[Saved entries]
☆ ☆ ☆ ☆ ☆

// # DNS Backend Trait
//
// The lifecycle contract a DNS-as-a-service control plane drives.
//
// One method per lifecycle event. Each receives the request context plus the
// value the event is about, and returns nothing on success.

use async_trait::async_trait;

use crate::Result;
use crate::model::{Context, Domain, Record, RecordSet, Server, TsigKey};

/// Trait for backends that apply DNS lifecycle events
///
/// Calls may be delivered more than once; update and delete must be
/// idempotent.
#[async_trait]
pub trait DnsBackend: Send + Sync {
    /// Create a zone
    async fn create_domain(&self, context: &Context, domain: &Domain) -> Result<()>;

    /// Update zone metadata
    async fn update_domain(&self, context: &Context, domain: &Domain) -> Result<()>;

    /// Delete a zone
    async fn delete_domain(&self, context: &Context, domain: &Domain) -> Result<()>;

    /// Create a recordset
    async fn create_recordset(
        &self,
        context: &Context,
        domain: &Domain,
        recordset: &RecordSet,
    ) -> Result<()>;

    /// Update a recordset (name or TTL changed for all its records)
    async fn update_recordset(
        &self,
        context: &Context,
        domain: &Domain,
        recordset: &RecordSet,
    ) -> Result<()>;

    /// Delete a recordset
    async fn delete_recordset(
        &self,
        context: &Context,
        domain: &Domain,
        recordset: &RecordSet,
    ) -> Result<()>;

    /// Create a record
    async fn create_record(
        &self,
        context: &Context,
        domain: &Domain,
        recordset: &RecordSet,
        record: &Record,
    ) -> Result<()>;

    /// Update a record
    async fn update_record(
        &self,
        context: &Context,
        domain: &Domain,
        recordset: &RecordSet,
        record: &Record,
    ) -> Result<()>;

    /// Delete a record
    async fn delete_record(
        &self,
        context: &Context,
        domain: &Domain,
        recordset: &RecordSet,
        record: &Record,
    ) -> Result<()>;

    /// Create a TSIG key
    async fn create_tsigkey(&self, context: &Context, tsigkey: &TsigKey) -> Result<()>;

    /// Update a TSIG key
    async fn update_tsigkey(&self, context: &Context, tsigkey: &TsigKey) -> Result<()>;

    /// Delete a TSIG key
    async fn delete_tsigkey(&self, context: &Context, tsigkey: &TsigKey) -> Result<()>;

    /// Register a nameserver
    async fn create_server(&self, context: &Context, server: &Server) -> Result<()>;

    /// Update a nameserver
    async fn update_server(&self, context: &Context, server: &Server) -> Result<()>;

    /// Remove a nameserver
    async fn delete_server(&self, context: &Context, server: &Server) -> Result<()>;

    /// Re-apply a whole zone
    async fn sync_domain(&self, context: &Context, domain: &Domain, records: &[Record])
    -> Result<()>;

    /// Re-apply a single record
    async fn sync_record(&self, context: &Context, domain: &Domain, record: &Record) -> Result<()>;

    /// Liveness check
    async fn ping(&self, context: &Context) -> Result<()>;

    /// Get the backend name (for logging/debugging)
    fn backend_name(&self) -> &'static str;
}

☆ ☆ ☆ ☆ ☆

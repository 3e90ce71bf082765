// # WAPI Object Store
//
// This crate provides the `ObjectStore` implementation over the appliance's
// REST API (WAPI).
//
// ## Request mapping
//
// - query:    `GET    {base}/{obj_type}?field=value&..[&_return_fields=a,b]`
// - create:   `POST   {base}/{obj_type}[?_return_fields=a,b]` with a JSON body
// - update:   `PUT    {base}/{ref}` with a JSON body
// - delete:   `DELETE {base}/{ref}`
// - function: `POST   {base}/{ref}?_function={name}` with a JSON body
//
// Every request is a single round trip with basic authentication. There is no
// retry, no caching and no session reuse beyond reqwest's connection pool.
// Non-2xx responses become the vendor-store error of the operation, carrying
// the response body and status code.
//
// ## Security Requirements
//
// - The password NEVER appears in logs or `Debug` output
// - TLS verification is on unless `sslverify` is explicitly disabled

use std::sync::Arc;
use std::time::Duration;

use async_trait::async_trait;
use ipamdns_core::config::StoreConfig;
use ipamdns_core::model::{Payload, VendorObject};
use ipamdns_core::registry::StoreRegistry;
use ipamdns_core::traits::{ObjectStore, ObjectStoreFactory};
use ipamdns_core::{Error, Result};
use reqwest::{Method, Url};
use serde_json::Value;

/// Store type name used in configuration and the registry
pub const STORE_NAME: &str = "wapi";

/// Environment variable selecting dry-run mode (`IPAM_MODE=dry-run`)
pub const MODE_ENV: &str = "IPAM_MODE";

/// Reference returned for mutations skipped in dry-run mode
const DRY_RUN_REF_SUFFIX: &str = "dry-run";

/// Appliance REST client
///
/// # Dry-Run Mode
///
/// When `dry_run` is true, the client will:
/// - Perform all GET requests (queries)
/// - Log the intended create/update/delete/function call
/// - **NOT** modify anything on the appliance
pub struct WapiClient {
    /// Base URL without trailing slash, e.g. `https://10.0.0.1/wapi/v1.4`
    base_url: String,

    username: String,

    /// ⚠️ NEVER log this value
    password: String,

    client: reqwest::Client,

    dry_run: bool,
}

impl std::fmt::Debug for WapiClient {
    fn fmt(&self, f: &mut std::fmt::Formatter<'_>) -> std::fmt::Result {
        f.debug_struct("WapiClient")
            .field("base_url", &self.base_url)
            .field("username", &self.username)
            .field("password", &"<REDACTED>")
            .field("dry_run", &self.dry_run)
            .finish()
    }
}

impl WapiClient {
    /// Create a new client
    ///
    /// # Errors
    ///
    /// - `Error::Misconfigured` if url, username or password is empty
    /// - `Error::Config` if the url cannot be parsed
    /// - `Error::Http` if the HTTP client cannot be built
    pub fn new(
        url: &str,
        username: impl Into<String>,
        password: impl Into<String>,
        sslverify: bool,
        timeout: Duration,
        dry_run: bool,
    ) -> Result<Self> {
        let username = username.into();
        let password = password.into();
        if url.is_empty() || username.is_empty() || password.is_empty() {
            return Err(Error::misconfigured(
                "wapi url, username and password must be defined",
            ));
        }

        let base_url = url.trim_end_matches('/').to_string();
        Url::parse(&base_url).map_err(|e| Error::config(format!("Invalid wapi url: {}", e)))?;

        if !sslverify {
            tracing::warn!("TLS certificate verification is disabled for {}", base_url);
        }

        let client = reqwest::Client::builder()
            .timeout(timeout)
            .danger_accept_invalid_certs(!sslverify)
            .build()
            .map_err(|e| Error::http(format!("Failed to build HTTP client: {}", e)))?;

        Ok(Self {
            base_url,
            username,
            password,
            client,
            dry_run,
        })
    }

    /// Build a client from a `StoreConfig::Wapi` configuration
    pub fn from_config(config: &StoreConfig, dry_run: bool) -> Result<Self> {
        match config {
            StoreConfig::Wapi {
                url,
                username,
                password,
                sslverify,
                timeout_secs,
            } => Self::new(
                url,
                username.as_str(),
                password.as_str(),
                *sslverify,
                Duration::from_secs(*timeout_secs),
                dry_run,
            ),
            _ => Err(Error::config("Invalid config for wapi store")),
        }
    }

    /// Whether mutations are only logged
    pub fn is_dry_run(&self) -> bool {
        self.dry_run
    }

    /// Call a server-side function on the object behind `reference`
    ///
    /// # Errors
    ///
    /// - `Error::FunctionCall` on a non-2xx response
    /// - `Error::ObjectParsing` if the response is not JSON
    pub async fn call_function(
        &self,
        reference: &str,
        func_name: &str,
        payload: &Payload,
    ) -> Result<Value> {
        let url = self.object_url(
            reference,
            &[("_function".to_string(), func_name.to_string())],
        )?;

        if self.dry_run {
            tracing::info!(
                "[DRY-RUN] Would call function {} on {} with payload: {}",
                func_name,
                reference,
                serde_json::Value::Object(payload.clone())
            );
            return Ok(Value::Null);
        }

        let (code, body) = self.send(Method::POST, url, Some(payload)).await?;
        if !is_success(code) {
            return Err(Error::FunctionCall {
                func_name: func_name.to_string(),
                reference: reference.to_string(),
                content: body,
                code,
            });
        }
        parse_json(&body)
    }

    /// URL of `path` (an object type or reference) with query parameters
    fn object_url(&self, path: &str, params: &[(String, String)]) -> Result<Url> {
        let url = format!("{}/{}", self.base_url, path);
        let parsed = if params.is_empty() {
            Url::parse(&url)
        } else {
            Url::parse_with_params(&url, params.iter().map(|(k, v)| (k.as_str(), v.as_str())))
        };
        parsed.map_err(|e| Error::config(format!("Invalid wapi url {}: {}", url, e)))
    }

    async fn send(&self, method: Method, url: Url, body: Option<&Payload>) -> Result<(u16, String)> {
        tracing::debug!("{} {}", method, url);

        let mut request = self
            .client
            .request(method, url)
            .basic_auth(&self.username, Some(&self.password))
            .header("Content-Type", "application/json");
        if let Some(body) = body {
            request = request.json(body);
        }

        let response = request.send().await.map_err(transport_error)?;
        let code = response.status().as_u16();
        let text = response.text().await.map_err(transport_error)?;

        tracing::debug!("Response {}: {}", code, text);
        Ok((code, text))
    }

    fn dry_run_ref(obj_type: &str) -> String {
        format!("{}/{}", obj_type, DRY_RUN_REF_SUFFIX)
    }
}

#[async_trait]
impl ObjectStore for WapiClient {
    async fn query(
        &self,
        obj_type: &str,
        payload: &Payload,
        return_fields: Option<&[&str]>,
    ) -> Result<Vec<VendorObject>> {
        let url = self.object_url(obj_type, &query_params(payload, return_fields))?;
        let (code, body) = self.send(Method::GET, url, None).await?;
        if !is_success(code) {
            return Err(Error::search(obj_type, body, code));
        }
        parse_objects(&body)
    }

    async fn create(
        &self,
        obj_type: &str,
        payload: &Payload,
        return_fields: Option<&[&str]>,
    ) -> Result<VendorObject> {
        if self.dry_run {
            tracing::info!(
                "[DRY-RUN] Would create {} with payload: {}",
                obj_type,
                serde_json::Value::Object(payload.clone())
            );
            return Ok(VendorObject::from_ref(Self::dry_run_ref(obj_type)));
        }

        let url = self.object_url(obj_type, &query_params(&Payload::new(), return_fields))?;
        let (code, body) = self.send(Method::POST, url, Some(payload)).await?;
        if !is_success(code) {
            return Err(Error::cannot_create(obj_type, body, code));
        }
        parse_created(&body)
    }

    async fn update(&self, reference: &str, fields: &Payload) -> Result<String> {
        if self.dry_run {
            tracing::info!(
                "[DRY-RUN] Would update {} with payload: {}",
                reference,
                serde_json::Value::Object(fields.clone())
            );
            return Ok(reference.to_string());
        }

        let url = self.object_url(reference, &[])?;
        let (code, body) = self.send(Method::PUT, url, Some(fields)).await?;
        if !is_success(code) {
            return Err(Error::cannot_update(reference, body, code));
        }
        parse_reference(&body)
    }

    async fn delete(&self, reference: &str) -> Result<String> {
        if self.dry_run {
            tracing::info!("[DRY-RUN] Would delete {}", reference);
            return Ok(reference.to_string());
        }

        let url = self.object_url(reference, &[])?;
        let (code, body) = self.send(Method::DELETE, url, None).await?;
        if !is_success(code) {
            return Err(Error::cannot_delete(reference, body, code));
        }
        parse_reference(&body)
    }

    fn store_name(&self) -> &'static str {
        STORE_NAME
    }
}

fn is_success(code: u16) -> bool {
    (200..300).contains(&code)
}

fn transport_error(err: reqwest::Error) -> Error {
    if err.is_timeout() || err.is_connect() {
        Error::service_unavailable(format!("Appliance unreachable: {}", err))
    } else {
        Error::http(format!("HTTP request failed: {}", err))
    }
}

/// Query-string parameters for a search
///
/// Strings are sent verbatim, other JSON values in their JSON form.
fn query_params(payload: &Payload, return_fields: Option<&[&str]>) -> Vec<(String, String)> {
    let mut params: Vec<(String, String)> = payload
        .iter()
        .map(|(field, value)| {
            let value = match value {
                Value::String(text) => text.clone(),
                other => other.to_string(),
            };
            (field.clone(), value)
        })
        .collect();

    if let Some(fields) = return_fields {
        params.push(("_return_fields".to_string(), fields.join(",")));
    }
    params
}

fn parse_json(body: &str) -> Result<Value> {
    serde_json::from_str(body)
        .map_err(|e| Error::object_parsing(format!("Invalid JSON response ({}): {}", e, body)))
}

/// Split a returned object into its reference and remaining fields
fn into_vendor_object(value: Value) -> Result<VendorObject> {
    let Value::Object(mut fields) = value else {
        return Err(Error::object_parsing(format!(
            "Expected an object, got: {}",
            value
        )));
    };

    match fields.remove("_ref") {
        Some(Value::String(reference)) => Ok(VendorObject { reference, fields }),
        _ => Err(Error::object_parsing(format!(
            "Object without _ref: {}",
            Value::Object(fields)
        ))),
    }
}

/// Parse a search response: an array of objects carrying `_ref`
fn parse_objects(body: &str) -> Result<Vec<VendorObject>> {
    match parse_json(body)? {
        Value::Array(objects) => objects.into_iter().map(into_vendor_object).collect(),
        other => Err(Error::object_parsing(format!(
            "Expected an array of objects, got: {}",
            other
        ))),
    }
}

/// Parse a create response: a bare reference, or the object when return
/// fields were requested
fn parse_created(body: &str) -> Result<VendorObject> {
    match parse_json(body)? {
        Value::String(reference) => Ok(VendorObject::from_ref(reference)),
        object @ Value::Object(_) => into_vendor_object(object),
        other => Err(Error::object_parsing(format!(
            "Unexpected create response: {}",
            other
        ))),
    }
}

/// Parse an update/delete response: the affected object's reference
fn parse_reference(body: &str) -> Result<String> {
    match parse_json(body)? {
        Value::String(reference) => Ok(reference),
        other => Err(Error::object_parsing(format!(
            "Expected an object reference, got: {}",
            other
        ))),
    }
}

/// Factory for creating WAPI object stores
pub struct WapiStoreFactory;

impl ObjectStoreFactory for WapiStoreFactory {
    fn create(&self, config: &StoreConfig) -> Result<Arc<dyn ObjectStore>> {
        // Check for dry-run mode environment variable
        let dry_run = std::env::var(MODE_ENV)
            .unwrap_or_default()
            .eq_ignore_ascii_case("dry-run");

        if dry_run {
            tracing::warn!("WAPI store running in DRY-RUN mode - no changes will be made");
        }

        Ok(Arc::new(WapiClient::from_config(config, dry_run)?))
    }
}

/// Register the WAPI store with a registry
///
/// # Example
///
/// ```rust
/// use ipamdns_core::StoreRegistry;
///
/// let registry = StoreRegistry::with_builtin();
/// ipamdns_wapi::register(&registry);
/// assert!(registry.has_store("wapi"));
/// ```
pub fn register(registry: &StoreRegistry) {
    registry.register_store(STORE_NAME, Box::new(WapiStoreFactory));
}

☆ ☆ ☆ ☆ ☆

### EXERCISE OBJECTIVE
When the line with "Some(Value::String(reference)) => Ok(VendorObject" is reached in the data above, start copying there, and copy each line exactly until the line with "fn parse_objects(body: &str)" has been copied; copy nothing else.

### SOLVED PROBLEM
        Some(Value::String(reference)) => Ok(VendorObject { reference, fields }),
        _ => Err(Error::object_parsing(format!(
            "Object without _ref: {}",
            Value::Object(fields)
        ))),
    }
}

/// Parse a search response: an array of objects carrying `_ref`
fn parse_objects(body: &str) -> Result<Vec<VendorObject>> {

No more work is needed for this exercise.